Is the verification data a signed repomd.xml? Can you expand on this a little?
By the way, before I forget it would be a good idea to avoid using a
detached signature for repomd.xml. If you have the signature and
data in separate files, you can have false positives for incorrect
signatures (for example when the files are updated).
And if that happens then it regets to another mirror and attempts to
find a valid cert. Detached sigs is how it will be b/c otherwise we're
breaking backward compat with older clients. And that's just chockful of
pain.
> 2) Sign the repo data, and if it's older than X, don't
use it (I don't like
> this solution, but it's probably the easiest, just push out a new
> signed repo file once a day, even if nothing changes.)
You also want to make sure clients don't accept older versions of the
metadata than what they've seen. In other words, if they'll accept
metadata up to 1 week old, and they've downloaded metadata from
yesterday, they shouldn't accept metadata that was signed 5 days ago.
And do what if they can't? think about it - at some point every repo
will be 'too old' and then what?
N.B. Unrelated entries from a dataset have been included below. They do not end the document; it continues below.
//! The [`Grid`] type — a square board of [`Cell`]s with start, end and
//! obstacle markers.
//!
//! The side `n` is fixed for the lifetime of a grid; resizing means building
//! a new one. Cells are stored by linear index `x * n + y`.

use crate::cell::{Cell, Role};
use crate::geom::{Point, Range};

/// A square grid of cells.
#[derive(Debug, Clone, PartialEq, Eq)]
pub struct Grid {
    n: i32,
    cells: Vec<Cell>,
    start: Option<Point>,
    end: Option<Point>,
}

impl Grid {
    /// Create a new `n × n` grid with every cell free.
    pub fn new(n: i32) -> Self {
        let n = n.max(0);
        Self {
            n,
            cells: vec![Cell::default(); (n as usize) * (n as usize)],
            start: None,
            end: None,
        }
    }

    /// Side length.
    #[inline]
    pub fn size(&self) -> i32 {
        self.n
    }

    /// Number of cells (`n * n`).
    #[inline]
    pub fn len(&self) -> usize {
        self.cells.len()
    }

    #[inline]
    pub fn is_empty(&self) -> bool {
        self.cells.is_empty()
    }

    /// The bounding range `[0, n) × [0, n)`.
    #[inline]
    pub fn range(&self) -> Range {
        Range::square(self.n)
    }

    /// Whether `p` is inside the grid.
    #[inline]
    pub fn contains(&self, p: Point) -> bool {
        self.range().contains(p)
    }

    /// Linear index of `p`, or `None` if `p` is outside the grid.
    #[inline]
    pub fn idx(&self, p: Point) -> Option<usize> {
        self.contains(p).then(|| p.index(self.n))
    }

    /// The point at linear index `i`.
    #[inline]
    pub fn point(&self, i: usize) -> Point {
        Point::from_index(i, self.n)
    }

    /// Read the cell at `p`. Returns `None` outside the grid.
    pub fn at(&self, p: Point) -> Option<Cell> {
        self.idx(p).map(|i| self.cells[i])
    }

    /// Read the cell at linear index `i`.
    pub fn cell(&self, i: usize) -> Option<Cell> {
        self.cells.get(i).copied()
    }

    /// Whether the cell at linear index `i` is an obstacle. Indices outside
    /// the grid are not obstacles.
    #[inline]
    pub fn is_obstacle(&self, i: usize) -> bool {
        self.cells.get(i).is_some_and(|c| c.is_obstacle())
    }

    /// Current start cell, if any.
    #[inline]
    pub fn start(&self) -> Option<Point> {
        self.start
    }

    /// Current end cell, if any.
    #[inline]
    pub fn end(&self) -> Option<Point> {
        self.end
    }

    /// Number of obstacle cells.
    pub fn obstacle_count(&self) -> usize {
        self.cells.iter().filter(|c| c.is_obstacle()).count()
    }

    /// Append the in-bounds cardinal neighbours of `p` to `buf`, in
    /// [`Point::neighbors_4`] order. The caller clears `buf`.
    pub fn neighbors(&self, p: Point, buf: &mut Vec<Point>) {
        buf.extend(p.neighbors_4().into_iter().filter(|&q| self.contains(q)));
    }

    /// Make `p` the start cell. The previous start (if any) becomes free.
    ///
    /// Returns `None` and changes nothing if `p` is outside the grid.
    pub fn mark_start(&mut self, p: Point) -> Option<Point> {
        self.assign(p, Role::Start)
    }

    /// Make `p` the end cell. The previous end (if any) becomes free.
    pub fn mark_end(&mut self, p: Point) -> Option<Point> {
        self.assign(p, Role::End)
    }

    /// Turn `p` into an obstacle, clearing a start or end held there.
    pub fn mark_obstacle(&mut self, p: Point) -> Option<Point> {
        self.assign(p, Role::Obstacle)
    }

    /// Turn an obstacle at `p` back into a free cell. Start and end cells
    /// are left alone.
    pub fn clear_obstacle(&mut self, p: Point) -> Option<Point> {
        let i = self.idx(p)?;
        if self.cells[i].is_obstacle() {
            self.cells[i].role = Role::Free;
        }
        Some(p)
    }

    /// Iterator over `(Point, Cell)` pairs in linear index order.
    pub fn iter(&self) -> impl ExactSizeIterator<Item = (Point, Cell)> + '_ {
        self.range().iter().zip(self.cells.iter().copied())
    }

    fn assign(&mut self, p: Point, role: Role) -> Option<Point> {
        let i = self.idx(p)?;

        // Drop whatever singleton role the cell held before.
        match self.cells[i].role {
            Role::Start => self.start = None,
            Role::End => self.end = None,
            _ => {}
        }

        // Singleton roles move: free the previous holder.
        let previous = match role {
            Role::Start => self.start.replace(p),
            Role::End => self.end.replace(p),
            _ => None,
        };
        if let Some(prev) = previous.and_then(|q| self.idx(q)) {
            self.cells[prev].role = Role::Free;
        }

        self.cells[i].role = role;
        Some(p)
    }
}
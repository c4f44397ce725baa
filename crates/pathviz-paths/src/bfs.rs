use pathviz_core::Point;

use crate::Algorithm;
use crate::engine::SearchEngine;
use crate::search::{Parent, ParentMap, SearchResult, VisitationTrace};
use crate::traits::Pather;

impl SearchEngine {
    /// Breadth-first search from `from` to `to`.
    ///
    /// A cell gets its parent the first time it is discovered. The search
    /// stops when `to` is dequeued or the queue runs dry. The trace lists
    /// cells in discovery order, starting with `from`.
    pub fn bfs<P: Pather + ?Sized>(&mut self, pather: &P, from: Point, to: Point) -> SearchResult {
        self.prepare(pather.size());
        let (Some(si), Some(gi)) = (self.idx(from), self.idx(to)) else {
            return SearchResult::unreached(Algorithm::Bfs, self.n, from, to);
        };

        let mut parents = ParentMap::new(self.nodes.len());
        let mut trace = Vec::new();

        parents.set(si, Parent::Start);
        trace.push(si);
        self.queue.push_back(si);

        let mut nbuf = std::mem::take(&mut self.nbuf);

        while let Some(ci) = self.queue.pop_front() {
            if ci == gi {
                break;
            }
            let cp = self.point(ci);

            nbuf.clear();
            pather.neighbors(cp, &mut nbuf);

            for &np in nbuf.iter() {
                let Some(ni) = self.idx(np) else {
                    continue;
                };
                if pather.is_obstacle(ni) || parents.contains(ni) {
                    continue;
                }
                parents.set(ni, Parent::Cell(ci));
                trace.push(ni);
                self.queue.push_back(ni);
            }
        }

        self.nbuf = nbuf;
        self.queue.clear();

        SearchResult {
            algorithm: Algorithm::Bfs,
            size: self.n,
            start: from,
            end: to,
            trace: VisitationTrace(trace),
            parents,
        }
    }
}
//! The [`Cell`] type — one square of the grid and the role it plays.

/// The role a cell plays in a search. Roles are mutually exclusive.
#[derive(Copy, Clone, Debug, Default, PartialEq, Eq, Hash)]
#[cfg_attr(feature = "serde", derive(serde::Serialize, serde::Deserialize))]
pub enum Role {
    #[default]
    Free,
    Start,
    End,
    Obstacle,
}

/// A grid cell.
#[derive(Copy, Clone, Debug, Default, PartialEq, Eq, Hash)]
#[cfg_attr(feature = "serde", derive(serde::Serialize, serde::Deserialize))]
pub struct Cell {
    pub role: Role,
}

impl Cell {
    /// Set the role (builder).
    #[inline]
    pub const fn with_role(mut self, role: Role) -> Self {
        self.role = role;
        self
    }

    #[inline]
    pub const fn is_start(self) -> bool {
        matches!(self.role, Role::Start)
    }

    #[inline]
    pub const fn is_end(self) -> bool {
        matches!(self.role, Role::End)
    }

    #[inline]
    pub const fn is_obstacle(self) -> bool {
        matches!(self.role, Role::Obstacle)
    }
}
//! Command errors.

use std::fmt;

use pathviz_core::Point;

/// Why a command was refused.
#[derive(Debug, Clone, PartialEq, Eq)]
pub enum Error {
    /// The coordinate lies outside `[0, N)`.
    InvalidCoordinate(Point),
    /// The requested grid side is not usable.
    InvalidSize(i32),
    /// A search needs both a start and an end cell.
    MissingEndpoint,
    /// A playback is already in flight.
    ConcurrentRunRejected,
    /// The cell is an obstacle on a grid whose found path is displayed.
    PathLocked(Point),
}

impl fmt::Display for Error {
    fn fmt(&self, f: &mut fmt::Formatter<'_>) -> fmt::Result {
        match self {
            Self::InvalidCoordinate(p) => write!(f, "coordinate {p} is outside the grid"),
            Self::InvalidSize(n) => write!(f, "invalid grid size {n}"),
            Self::MissingEndpoint => f.write_str("search needs a start and an end cell"),
            Self::ConcurrentRunRejected => f.write_str("a search is already playing"),
            Self::PathLocked(p) => {
                write!(f, "obstacle at {p} cannot change while a path is shown")
            }
        }
    }
}

impl std::error::Error for Error {}
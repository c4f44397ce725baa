//! Pathfinding algorithms for the grid visualizer.
//!
//! Three searches over a uniform-cost, 4-connected [`pathviz_core::Grid`]:
//!
//! - **BFS** ([`SearchEngine::bfs`])
//! - **Dijkstra** ([`SearchEngine::dijkstra`])
//! - **A\*** ([`SearchEngine::astar`])
//!
//! Each run yields a [`SearchResult`] carrying a [`VisitationTrace`] (the
//! order cells were inspected, used for animation) and a [`ParentMap`]
//! (used to backtrack the path). [`Algorithm`] selects a search through
//! [`SearchEngine::search`].

mod algorithm;
mod astar;
mod bfs;
mod dijkstra;
mod distance;
mod engine;
mod search;
mod traits;

pub use algorithm::{Algorithm, ParseAlgorithmError, Strategy};
pub use distance::{euclidean, manhattan};
pub use engine::{Score, SearchEngine};
pub use search::{Parent, ParentMap, SearchResult, VisitationTrace};
pub use traits::Pather;


#[cfg(all(test, feature = "serde"))]
mod serde_tests {
    use super::*;

    #[test]
    fn algorithm_round_trip() {
        for a in Algorithm::ALL {
            let json = serde_json::to_string(&a).unwrap();
            let back: Algorithm = serde_json::from_str(&json).unwrap();
            assert_eq!(a, back);
        }
    }

    #[test]
    fn parent_round_trip() {
        let p = Parent::Cell(12);
        let json = serde_json::to_string(&p).unwrap();
        let back: Parent = serde_json::from_str(&json).unwrap();
        assert_eq!(p, back);
    }
}
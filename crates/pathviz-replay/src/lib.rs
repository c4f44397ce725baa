//! Replay of search results for the pathfinding visualizer.
//!
//! [`Sequencer`] turns a [`pathviz_paths::SearchResult`] into an ordered
//! stream of [`RevealEvent`]s delivered to a [`RevealSink`], either one per
//! scheduler [`Tick`] or all at once.

pub mod sequencer;
pub mod sink;

pub use sequencer::{Phase, PlaybackMode, Sequencer, Tick};
pub use sink::{FnSink, RevealEvent, RevealSink};

#[cfg(all(test, feature = "serde"))]
mod serde_tests {
    use super::*;

    #[test]
    fn reveal_event_round_trip() {
        for ev in [
            RevealEvent::CellExploring(3),
            RevealEvent::CellOnPath(7),
            RevealEvent::SearchDone { found: true },
            RevealEvent::ClearedAll,
        ] {
            let json = serde_json::to_string(&ev).unwrap();
            let back: RevealEvent = serde_json::from_str(&json).unwrap();
            assert_eq!(ev, back);
        }
    }
}
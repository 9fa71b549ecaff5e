//! Shared database row type for SQLite and PostgreSQL.
//!
//! Amounts travel as decimal text in both backends so a single row type
//! decodes either one without losing precision.

use std::str::FromStr;

use rust_decimal::Decimal;
use sqlx::FromRow;

use food_payments_types::{PaymentOption, PaymentOrder, PaymentOrderId, PaymentStatus, RepoError};

/// Payment order row from database.
#[derive(FromRow)]
pub struct DbPaymentOrder {
    pub id: String,
    pub order_id: String,
    pub status: String,
    pub payment_option: String,
    pub amount: String,
    pub integration_id: Option<String>,
    pub correlation_integration_id: Option<String>,
    pub date_approved: Option<String>,
    pub last_update: String,
    pub qr_data: Option<String>,
}

impl DbPaymentOrder {
    pub fn into_domain(self) -> Result<PaymentOrder, RepoError> {
        let status = PaymentStatus::from_str(&self.status)?;
        let payment_option = PaymentOption::from_str(&self.payment_option)?;
        let amount = Decimal::from_str(&self.amount)
            .map_err(|e| RepoError::Database(format!("Invalid amount {}: {}", self.amount, e)))?;

        Ok(PaymentOrder {
            id: PaymentOrderId::from(self.id),
            order_id: self.order_id,
            status,
            payment_option,
            amount,
            integration_id: self.integration_id,
            correlation_integration_id: self.correlation_integration_id,
            date_approved: self.date_approved,
            last_update: self.last_update,
            qr_data: self.qr_data,
        })
    }
}

/// Columns selected by every read, in `DbPaymentOrder` order.
#[cfg(feature = "sqlite")]
pub const SQLITE_COLUMNS: &str = "id, order_id, status, payment_option, amount, integration_id, \
     correlation_integration_id, date_approved, last_update, qr_data";

/// Same as `SQLITE_COLUMNS`, with the NUMERIC amount rendered as text.
#[cfg(feature = "postgres")]
pub const POSTGRES_COLUMNS: &str = "id, order_id, status, payment_option, amount::TEXT AS amount, \
     integration_id, correlation_integration_id, date_approved, last_update, qr_data";
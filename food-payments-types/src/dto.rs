//! Data Transfer Objects (DTOs) for requests and responses.

use rust_decimal::Decimal;
use serde::{Deserialize, Serialize};
use utoipa::{IntoParams, ToSchema};

use crate::domain::{PaymentOption, PaymentOrderId, PaymentStatus};

// ─────────────────────────────────────────────────────────────────────────────
// Payment DTOs
// ─────────────────────────────────────────────────────────────────────────────

/// Request to create a PIX QR-code payment for an order.
///
/// The amount is deliberately absent: it is always looked up from the order.
#[derive(Debug, Clone, PartialEq, Eq, Serialize, Deserialize, ToSchema)]
#[serde(rename_all = "camelCase")]
pub struct PaymentRequest {
    /// CPF of the paying customer
    #[schema(example = "12345678900")]
    pub user_cpf: String,
    /// Order being paid
    #[schema(example = "order123")]
    pub order_id: String,
}

impl PaymentRequest {
    pub fn new(user_cpf: impl Into<String>, order_id: impl Into<String>) -> Self {
        Self {
            user_cpf: user_cpf.into(),
            order_id: order_id.into(),
        }
    }
}

/// Read-only view of a payment order returned by the API.
#[derive(Debug, Clone, PartialEq, Serialize, Deserialize, ToSchema)]
#[serde(rename_all = "camelCase")]
pub struct PaymentOrderResponse {
    pub id: PaymentOrderId,
    /// PIX copy-paste payload
    pub qr_data: Option<String>,
    pub integration_id: Option<String>,
    pub correlation_integration_id: Option<String>,
    #[schema(example = "order123")]
    pub order_id: String,
    pub date_approved: Option<String>,
    #[schema(example = "2024-01-01T00:00:00Z")]
    pub last_update: String,
    pub status: PaymentStatus,
    pub payment_option: PaymentOption,
    #[schema(value_type = String, example = "100.00")]
    pub amount: Decimal,
}

// ─────────────────────────────────────────────────────────────────────────────
// Pagination
// ─────────────────────────────────────────────────────────────────────────────

/// Largest page a client may ask for.
pub const MAX_PAGE_SIZE: u32 = 100;

const DEFAULT_PAGE_SIZE: u32 = 20;

/// Page selection taken from the query string (`?page=0&size=20`).
#[derive(Debug, Clone, Copy, PartialEq, Eq, Serialize, Deserialize, IntoParams)]
#[serde(default)]
#[into_params(parameter_in = Query)]
pub struct PageRequest {
    /// Zero-based page number
    pub page: u32,
    /// Elements per page (capped at 100)
    pub size: u32,
}

impl Default for PageRequest {
    fn default() -> Self {
        Self {
            page: 0,
            size: DEFAULT_PAGE_SIZE,
        }
    }
}

impl PageRequest {
    pub fn of(page: u32, size: u32) -> Self {
        Self { page, size }
    }

    /// Number of elements to return.
    pub fn limit(&self) -> u32 {
        self.size.min(MAX_PAGE_SIZE)
    }

    /// Number of elements to skip.
    pub fn offset(&self) -> u32 {
        self.page.saturating_mul(self.limit())
    }
}

/// One page of results.
///
/// Carries only the batch that was returned; there is no total count.
#[derive(Debug, Clone, PartialEq, Serialize, Deserialize, ToSchema)]
#[serde(rename_all = "camelCase")]
pub struct Page<T> {
    pub content: Vec<T>,
    /// Zero-based page number that was requested
    pub page: u32,
    /// Page size applied (capped at 100)
    pub size: u32,
    /// Elements actually present in `content`
    pub number_of_elements: usize,
}

impl<T> Page<T> {
    pub fn new(content: Vec<T>, request: PageRequest) -> Self {
        let number_of_elements = content.len();
        Self {
            content,
            page: request.page,
            size: request.limit(),
            number_of_elements,
        }
    }
}
//! Domain-to-response mapping.

use food_payments_types::{PaymentOrder, PaymentOrderResponse};

/// Translates domain payment orders into API responses.
pub trait PaymentMapper: Send + Sync + 'static {
    fn to_response(&self, order: &PaymentOrder) -> PaymentOrderResponse;
}

/// Field-for-field mapper used by the server.
#[derive(Debug, Clone, Copy, Default)]
pub struct DefaultPaymentMapper;

impl PaymentMapper for DefaultPaymentMapper {
    fn to_response(&self, order: &PaymentOrder) -> PaymentOrderResponse {
        PaymentOrderResponse {
            id: order.id.clone(),
            qr_data: order.qr_data.clone(),
            integration_id: order.integration_id.clone(),
            correlation_integration_id: order.correlation_integration_id.clone(),
            order_id: order.order_id.clone(),
            date_approved: order.date_approved.clone(),
            last_update: order.last_update.clone(),
            status: order.status,
            payment_option: order.payment_option,
            amount: order.amount,
        }
    }
}
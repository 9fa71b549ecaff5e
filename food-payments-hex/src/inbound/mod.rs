//! HTTP Inbound Adapter
//!
//! Axum-based HTTP server that drives the application layer.

mod controller;
mod handlers;
mod mapper;
mod server;


pub use controller::PaymentController;
pub use handlers::{ApiError, AppState};
pub use mapper::{DefaultPaymentMapper, PaymentMapper};
pub use server::HttpServer;
//! HTTP request handlers.

use std::sync::Arc;

use axum::{
    Json,
    extract::{Path, Query, State},
    http::StatusCode,
    response::{IntoResponse, Response},
};

use food_payments_types::{AppError, PageRequest, PaymentOrderId, PaymentRequest, PaymentUseCase};

use super::controller::PaymentController;
use super::mapper::PaymentMapper;

/// Application state shared across handlers.
pub struct AppState<U: PaymentUseCase, M: PaymentMapper> {
    pub controller: PaymentController<U, M>,
}

/// Wrapper to implement IntoResponse for AppError (orphan rule workaround).
#[derive(Debug)]
pub struct ApiError(pub AppError);

impl From<AppError> for ApiError {
    fn from(err: AppError) -> Self {
        ApiError(err)
    }
}

impl IntoResponse for ApiError {
    fn into_response(self) -> Response {
        let (status, message) = match &self.0 {
            AppError::BadRequest(msg) => (StatusCode::BAD_REQUEST, msg.clone()),
            AppError::NotFound(msg) => (StatusCode::NOT_FOUND, msg.clone()),
            AppError::Upstream(msg) => (StatusCode::BAD_GATEWAY, msg.clone()),
            AppError::Internal(msg) => (StatusCode::INTERNAL_SERVER_ERROR, msg.clone()),
        };

        if status.is_server_error() {
            tracing::error!(error = %self.0, "request failed");
        }

        let body = serde_json::json!({
            "error": message,
            "code": status.as_u16()
        });

        (status, Json(body)).into_response()
    }
}

/// Health check endpoint.
pub async fn health() -> impl IntoResponse {
    Json(serde_json::json!({ "status": "healthy" }))
}

/// Create a PIX QR-code payment for an order.
#[tracing::instrument(skip(state, req), fields(order_id = %req.order_id))]
pub async fn create_payment_qr_code_pix<U: PaymentUseCase, M: PaymentMapper>(
    State(state): State<Arc<AppState<U, M>>>,
    Json(req): Json<PaymentRequest>,
) -> Result<impl IntoResponse, ApiError> {
    Ok(state.controller.create_payment_qr_code_pix(req).await?)
}

/// Get payment by ID.
#[tracing::instrument(skip(state), fields(payment_id = %id))]
pub async fn find_by_id<U: PaymentUseCase, M: PaymentMapper>(
    State(state): State<Arc<AppState<U, M>>>,
    Path(id): Path<String>,
) -> Result<impl IntoResponse, ApiError> {
    let id = PaymentOrderId::from(id);
    Ok(state.controller.find_by_id(&id).await?)
}

/// List payments one page at a time.
#[tracing::instrument(skip(state))]
pub async fn get_payments<U: PaymentUseCase, M: PaymentMapper>(
    State(state): State<Arc<AppState<U, M>>>,
    Query(page): Query<PageRequest>,
) -> Result<impl IntoResponse, ApiError> {
    Ok(state.controller.get_payments(page).await?)
}

/// List accepted payment options.
#[tracing::instrument(skip(state))]
pub async fn list_payment_options<U: PaymentUseCase, M: PaymentMapper>(
    State(state): State<Arc<AppState<U, M>>>,
) -> Result<impl IntoResponse, ApiError> {
    Ok(state.controller.list_payment_options().await?)
}

/// Delete a payment.
#[tracing::instrument(skip(state), fields(payment_id = %id))]
pub async fn delete_payment_order_by_id<U: PaymentUseCase, M: PaymentMapper>(
    State(state): State<Arc<AppState<U, M>>>,
    Path(id): Path<String>,
) -> Result<impl IntoResponse, ApiError> {
    let id = PaymentOrderId::from(id);
    Ok(state.controller.delete_payment_order_by_id(&id).await?)
}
The client cannot use it at all? If
that's the case then we're intentionally putting a sundown into our
code, what a nightmare that is.
The best we can do is warn and alert the user that the metadata is old.
Stopping working is just preposterous - it's just a different kind of
DoS if we do that. If the user cannot read and take warnings then there
is really nothing that can be done for them.